Last updated 10/20/2021

To process audio in real-time, you will stream your audio to Deepgram as it happens. Deepgram will return temporary transcripts that finalize and self-correct as additional words are spoken.

Deepgram gives you streamlined access to automatic transcription from Deepgram's off-the-shelf and trained speech recognition models. This product is very fast, can understand nearly every audio format available, and is customizable.

When streaming audio in real-time, you will live-stream your audio to Deepgram and receive both live transcriptions and transcript corrections in return. During the process, you will receive multiple response messages as new transcripts become available and old transcripts are corrected.

Use Cases

Deepgram's real-time streaming is ideal for use cases involving live audio streams that need to be analyzed and transcribed as words are being spoken.

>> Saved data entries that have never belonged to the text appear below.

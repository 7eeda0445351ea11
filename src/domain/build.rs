//! Build metadata identifiers
//!
//! Build metadata follows the first `+` of a version string. It never takes
//! part in precedence, only in strict equality.

use super::prerelease::{is_alphanumeric, is_numeric};
use crate::error::ParseError;
use std::fmt;
use std::str::FromStr;

/// A single build metadata identifier.
#[derive(Debug, Clone, PartialEq, Eq, Hash)]
pub enum BuildIdentifier {
    /// Letters, digits and hyphens, not all digits.
    AlphaNumeric(String),
    /// Digits only. Leading zeros are kept and the value is never ranked.
    Digits(String),
}

impl BuildIdentifier {
    /// Parse a single build identifier token.
    pub fn parse(token: &str) -> Result<Self, ParseError> {
        if token.is_empty() {
            return Err(ParseError::build(token, "empty identifier"));
        }

        if is_numeric(token) {
            Ok(BuildIdentifier::Digits(token.to_string()))
        } else if is_alphanumeric(token) {
            Ok(BuildIdentifier::AlphaNumeric(token.to_string()))
        } else {
            Err(ParseError::build(
                token,
                "only ASCII letters, digits and hyphens are allowed",
            ))
        }
    }

    /// Textual form of the identifier.
    pub fn value(&self) -> &str {
        match self {
            BuildIdentifier::AlphaNumeric(s) | BuildIdentifier::Digits(s) => s,
        }
    }
}

impl FromStr for BuildIdentifier {
    type Err = ParseError;

    fn from_str(s: &str) -> Result<Self, Self::Err> {
        Self::parse(s)
    }
}

impl fmt::Display for BuildIdentifier {
    fn fmt(&self, f: &mut fmt::Formatter<'_>) -> fmt::Result {
        f.write_str(self.value())
    }
}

Real-time streaming differs from batch transcription, which is incredibly fast, low-latency, and is optimized for use cases involving pre-recorded audio. If you already have complete audio data on disk or in memory, then using batch mode will give you the best performance.

Command and Control

You need to dictate a message to your phone. You want to be able to see the words appear as soon as they are spoken, so that you can check the message and make sure that it is correct. As you speak, words begin to appear on your screen. As you continue talking, more words appear (as new transcripts become available). Eventually, phrases that start out wrong correct themselves (as old transcripts are corrected) until you have a final message.

Real-time Agent Assist

You manage a call center. You want all calls taken by your call center agents to be transcribed in real-time, so you can provide each agent with timely information to provide more effective customer service.

How It Works

Real-time streaming uses WebSockets, a communications protocol that enables full-duplex communication, which means that you can stream new audio to Deepgram at the same time the latest transcription results are streaming back to you. Using WebSockets is further eased by the wide variety of third-party client libraries that have been written to support a range of languages and production environments.